*How to complete this task*: Go through the data below. List every line that holds the word "tempfile".

*Records supplied*:

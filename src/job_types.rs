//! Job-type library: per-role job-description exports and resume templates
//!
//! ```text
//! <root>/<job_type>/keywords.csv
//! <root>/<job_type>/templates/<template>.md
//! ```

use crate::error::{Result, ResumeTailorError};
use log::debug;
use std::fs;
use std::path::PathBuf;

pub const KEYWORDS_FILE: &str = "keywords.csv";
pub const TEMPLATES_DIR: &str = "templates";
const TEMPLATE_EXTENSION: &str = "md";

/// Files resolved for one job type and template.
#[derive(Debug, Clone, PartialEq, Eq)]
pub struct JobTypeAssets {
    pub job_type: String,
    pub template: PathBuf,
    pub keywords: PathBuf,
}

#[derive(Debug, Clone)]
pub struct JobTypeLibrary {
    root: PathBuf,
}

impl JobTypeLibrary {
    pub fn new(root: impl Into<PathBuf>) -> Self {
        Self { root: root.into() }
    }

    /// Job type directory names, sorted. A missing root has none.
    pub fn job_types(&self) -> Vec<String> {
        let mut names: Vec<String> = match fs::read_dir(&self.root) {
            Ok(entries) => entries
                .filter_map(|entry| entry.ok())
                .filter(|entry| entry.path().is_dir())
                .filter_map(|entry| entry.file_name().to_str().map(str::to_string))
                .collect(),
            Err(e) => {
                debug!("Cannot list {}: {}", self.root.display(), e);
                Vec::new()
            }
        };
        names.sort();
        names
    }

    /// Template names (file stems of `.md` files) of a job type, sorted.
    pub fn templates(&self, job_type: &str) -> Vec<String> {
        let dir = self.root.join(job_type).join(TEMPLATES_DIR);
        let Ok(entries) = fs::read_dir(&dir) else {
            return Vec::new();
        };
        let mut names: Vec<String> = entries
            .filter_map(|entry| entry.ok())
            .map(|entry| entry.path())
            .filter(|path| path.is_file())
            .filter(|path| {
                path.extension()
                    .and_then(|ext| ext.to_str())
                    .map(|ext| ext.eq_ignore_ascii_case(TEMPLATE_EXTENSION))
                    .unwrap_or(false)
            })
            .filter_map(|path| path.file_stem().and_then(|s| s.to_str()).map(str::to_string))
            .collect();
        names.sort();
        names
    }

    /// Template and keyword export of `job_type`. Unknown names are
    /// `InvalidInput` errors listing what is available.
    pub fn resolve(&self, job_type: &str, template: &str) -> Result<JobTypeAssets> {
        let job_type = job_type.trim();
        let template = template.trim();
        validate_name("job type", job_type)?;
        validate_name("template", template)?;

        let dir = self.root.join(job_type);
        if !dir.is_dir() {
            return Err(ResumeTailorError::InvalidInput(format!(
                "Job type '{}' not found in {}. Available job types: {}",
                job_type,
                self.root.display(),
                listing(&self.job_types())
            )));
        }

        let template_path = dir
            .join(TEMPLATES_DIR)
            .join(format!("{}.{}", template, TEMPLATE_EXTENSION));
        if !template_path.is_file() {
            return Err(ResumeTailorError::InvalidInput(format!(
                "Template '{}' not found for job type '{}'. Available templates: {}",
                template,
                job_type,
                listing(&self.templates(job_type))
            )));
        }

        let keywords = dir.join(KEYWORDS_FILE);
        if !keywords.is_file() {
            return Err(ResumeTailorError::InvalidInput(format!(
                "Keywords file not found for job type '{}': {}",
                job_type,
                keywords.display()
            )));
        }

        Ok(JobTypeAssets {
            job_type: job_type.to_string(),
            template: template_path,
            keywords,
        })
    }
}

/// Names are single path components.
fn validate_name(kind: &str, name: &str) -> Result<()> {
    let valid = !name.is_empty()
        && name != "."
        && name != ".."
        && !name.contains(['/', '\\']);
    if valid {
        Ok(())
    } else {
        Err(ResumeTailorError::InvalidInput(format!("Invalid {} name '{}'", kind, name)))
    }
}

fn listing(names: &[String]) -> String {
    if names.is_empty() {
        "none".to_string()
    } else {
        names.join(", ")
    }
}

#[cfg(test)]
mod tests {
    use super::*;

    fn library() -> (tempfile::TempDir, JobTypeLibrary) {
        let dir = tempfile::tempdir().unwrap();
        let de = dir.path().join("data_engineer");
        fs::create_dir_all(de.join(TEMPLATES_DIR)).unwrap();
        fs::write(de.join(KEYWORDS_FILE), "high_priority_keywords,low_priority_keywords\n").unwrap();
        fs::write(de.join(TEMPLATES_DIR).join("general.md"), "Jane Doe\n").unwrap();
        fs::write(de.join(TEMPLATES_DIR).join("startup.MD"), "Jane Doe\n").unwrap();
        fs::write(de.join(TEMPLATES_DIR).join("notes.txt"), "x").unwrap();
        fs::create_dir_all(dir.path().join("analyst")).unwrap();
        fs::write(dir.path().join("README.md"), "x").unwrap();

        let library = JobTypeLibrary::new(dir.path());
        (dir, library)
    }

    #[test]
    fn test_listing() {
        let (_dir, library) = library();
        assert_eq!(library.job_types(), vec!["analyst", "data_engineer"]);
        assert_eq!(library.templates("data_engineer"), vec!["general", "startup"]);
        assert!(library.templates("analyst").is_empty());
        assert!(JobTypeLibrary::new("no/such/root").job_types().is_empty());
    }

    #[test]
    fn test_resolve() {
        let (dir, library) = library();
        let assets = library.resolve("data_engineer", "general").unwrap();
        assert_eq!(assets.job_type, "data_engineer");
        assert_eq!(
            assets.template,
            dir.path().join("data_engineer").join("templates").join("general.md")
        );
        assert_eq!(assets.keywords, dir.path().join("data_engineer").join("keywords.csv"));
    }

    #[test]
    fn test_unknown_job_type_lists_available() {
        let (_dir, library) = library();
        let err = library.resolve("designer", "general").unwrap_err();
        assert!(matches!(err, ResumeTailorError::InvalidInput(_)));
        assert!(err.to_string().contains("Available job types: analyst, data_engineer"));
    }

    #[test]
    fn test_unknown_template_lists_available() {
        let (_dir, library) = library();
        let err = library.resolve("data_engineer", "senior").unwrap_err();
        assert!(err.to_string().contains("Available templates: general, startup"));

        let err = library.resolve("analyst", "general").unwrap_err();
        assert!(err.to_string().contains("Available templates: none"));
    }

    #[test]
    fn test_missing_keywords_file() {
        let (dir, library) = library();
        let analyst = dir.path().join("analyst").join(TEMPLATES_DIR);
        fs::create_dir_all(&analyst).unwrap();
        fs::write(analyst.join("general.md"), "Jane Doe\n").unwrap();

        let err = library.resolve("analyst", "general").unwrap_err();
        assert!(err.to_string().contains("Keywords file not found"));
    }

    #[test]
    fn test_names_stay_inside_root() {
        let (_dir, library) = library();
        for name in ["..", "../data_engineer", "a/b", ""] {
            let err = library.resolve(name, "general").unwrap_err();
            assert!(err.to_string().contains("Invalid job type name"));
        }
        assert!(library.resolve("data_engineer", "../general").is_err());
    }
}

*Exercise response*:
    fn library() -> (tempfile::TempDir, JobTypeLibrary) {
        let dir = tempfile::tempdir().unwrap();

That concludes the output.